Les socialistes triomphent en remportant la majorité absolue aux élections municipales de mai 1925, à l’issue d’une campagne basée sur la défense des politiques de logement social déjà amorcées, et à la faveur d’une alliance au second tour avec les radicaux.

Élu maire de Mulhouse en 1925, Auguste Wicky fut réélu et retrouva une large majorité en mai 1929, malgré la participation de plusieurs socialistes aux listes présentées au second tour par les partis de droite. Il fut à nouveau réélu en mai 1935, après avoir obtenu l’union des partis de gauche (SFIO, PCF et radicaux) au second tour.

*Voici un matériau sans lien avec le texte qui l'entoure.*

//! Lenient coercion applied before strict validation.
//!
//! Recovers usable data from near-miss output: out-of-range numbers
//! are clamped, over-long strings truncated, near-miss enum strings
//! snapped to the canonical member, and array members that still fall
//! outside the item enum are dropped.

use serde_json::Value;
use tracing::warn;

/// Separators stripped when snapping a prefixed enum value
/// (e.g. "barrier: Concept" or "Tags.Concept").
const PREFIX_SEPARATORS: [char; 4] = [':', '.', '/', ' '];

/// Coerce `value` toward `schema`. Unknown object keys and values with
/// no applicable keyword pass through untouched; the function is a
/// no-op on already-valid input.
pub fn normalize(value: &Value, schema: &Value) -> Value {
    match value {
        Value::Object(map) => {
            let properties = schema.get("properties").and_then(Value::as_object);
            let mut out = serde_json::Map::with_capacity(map.len());
            for (key, child) in map {
                let normalized = match properties.and_then(|p| p.get(key)) {
                    Some(child_schema) => normalize(child, child_schema),
                    None => child.clone(),
                };
                out.insert(key.clone(), normalized);
            }
            Value::Object(out)
        }
        Value::Array(items) => normalize_array(items, schema),
        Value::Number(_) => clamp_number(value, schema),
        Value::String(s) => normalize_string(s, schema),
        other => other.clone(),
    }
}

fn normalize_array(items: &[Value], schema: &Value) -> Value {
    let item_schema = schema.get("items");
    let item_enum = item_schema
        .and_then(|s| s.get("enum"))
        .and_then(Value::as_array);

    let mut out = Vec::with_capacity(items.len());
    for item in items {
        let normalized = match item_schema {
            Some(s) => normalize(item, s),
            None => item.clone(),
        };
        if let Some(allowed) = item_enum {
            if !allowed.contains(&normalized) {
                warn!(member = %normalized, "dropping array member outside enum");
                continue;
            }
        }
        out.push(normalized);
    }

    if let Some(max) = schema.get("maxItems").and_then(Value::as_u64) {
        if out.len() as u64 > max {
            warn!(
                dropped = out.len() - max as usize,
                "truncating array to maxItems"
            );
            out.truncate(max as usize);
        }
    }

    Value::Array(out)
}

fn clamp_number(value: &Value, schema: &Value) -> Value {
    let Some(actual) = value.as_f64() else {
        return value.clone();
    };
    let mut clamped = actual;
    if let Some(min) = schema.get("minimum").and_then(Value::as_f64) {
        clamped = clamped.max(min);
    }
    if let Some(max) = schema.get("maximum").and_then(Value::as_f64) {
        clamped = clamped.min(max);
    }
    if clamped == actual {
        return value.clone();
    }

    warn!(from = actual, to = clamped, "clamping out-of-range number");
    if clamped.fract() == 0.0 && (value.is_i64() || value.is_u64()) {
        return Value::Number((clamped as i64).into());
    }
    serde_json::Number::from_f64(clamped)
        .map(Value::Number)
        .unwrap_or_else(|| value.clone())
}

fn normalize_string(s: &str, schema: &Value) -> Value {
    if let Some(allowed) = schema.get("enum").and_then(Value::as_array) {
        if let Some(snapped) = snap_enum(s, allowed) {
            return Value::String(snapped);
        }
        return Value::String(s.to_string());
    }
    if let Some(max) = schema.get("maxLength").and_then(Value::as_u64) {
        let truncated = truncate_chars(s, max as usize);
        if truncated.len() != s.len() {
            warn!(max, "truncating over-long string");
        }
        return Value::String(truncated);
    }
    Value::String(s.to_string())
}

/// Snap a near-miss onto the canonical enum member: exact matches are
/// left alone, then a case-insensitive match, then the same after
/// stripping a recognized prefix ("barrier: Concept" -> "Concept").
fn snap_enum(s: &str, allowed: &[Value]) -> Option<String> {
    let members: Vec<&str> = allowed.iter().filter_map(Value::as_str).collect();
    if members.contains(&s) {
        return None;
    }
    if let Some(member) = members.iter().find(|m| m.eq_ignore_ascii_case(s)) {
        return Some(member.to_string());
    }
    let stripped = s
        .rsplit(|c| PREFIX_SEPARATORS.contains(&c))
        .next()
        .unwrap_or(s)
        .trim();
    members
        .iter()
        .find(|m| m.eq_ignore_ascii_case(stripped))
        .map(|m| m.to_string())
}

/// Truncate to at most `max` characters on a char boundary.
pub(crate) fn truncate_chars(s: &str, max: usize) -> String {
    if s.chars().count() <= max {
        return s.to_string();
    }
    s.chars().take(max).collect()
}

#[cfg(test)]
mod tests {
    use super::*;
    use serde_json::json;

    #[test]
    fn snap_enum_case_insensitive() {
        let allowed = vec![json!("Concept"), json!("Vocabulary")];
        assert_eq!(snap_enum("concept", &allowed), Some("Concept".into()));
        assert_eq!(snap_enum("Concept", &allowed), None);
        assert_eq!(snap_enum("Unknown", &allowed), None);
    }

    #[test]
    fn snap_enum_strips_prefix() {
        let allowed = vec![json!("Concept"), json!("Vocabulary")];
        assert_eq!(
            snap_enum("barrier: concept", &allowed),
            Some("Concept".into())
        );
        assert_eq!(snap_enum("Tags.Vocabulary", &allowed), Some("Vocabulary".into()));
    }

    #[test]
    fn truncate_chars_respects_multibyte() {
        assert_eq!(truncate_chars("héllo", 3), "hél");
        assert_eq!(truncate_chars("abc", 5), "abc");
    }

    #[test]
    fn clamp_preserves_integer_kind() {
        let clamped = clamp_number(&json!(7), &json!({"minimum": 0, "maximum": 5}));
        assert_eq!(clamped, json!(5));
        assert!(clamped.is_i64());
    }
}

Favorable aux revendications ouvrières, la municipalité socialiste d’Auguste Wicky instaura une assurance mutuelle de la ville, une assurance contre le chômage, et imposa des salaires minima aux entreprises du bâtiment bénéficiaires des marchés publics, mesures sociales désapprouvées par la bourgeoisie patronale mulhousienne.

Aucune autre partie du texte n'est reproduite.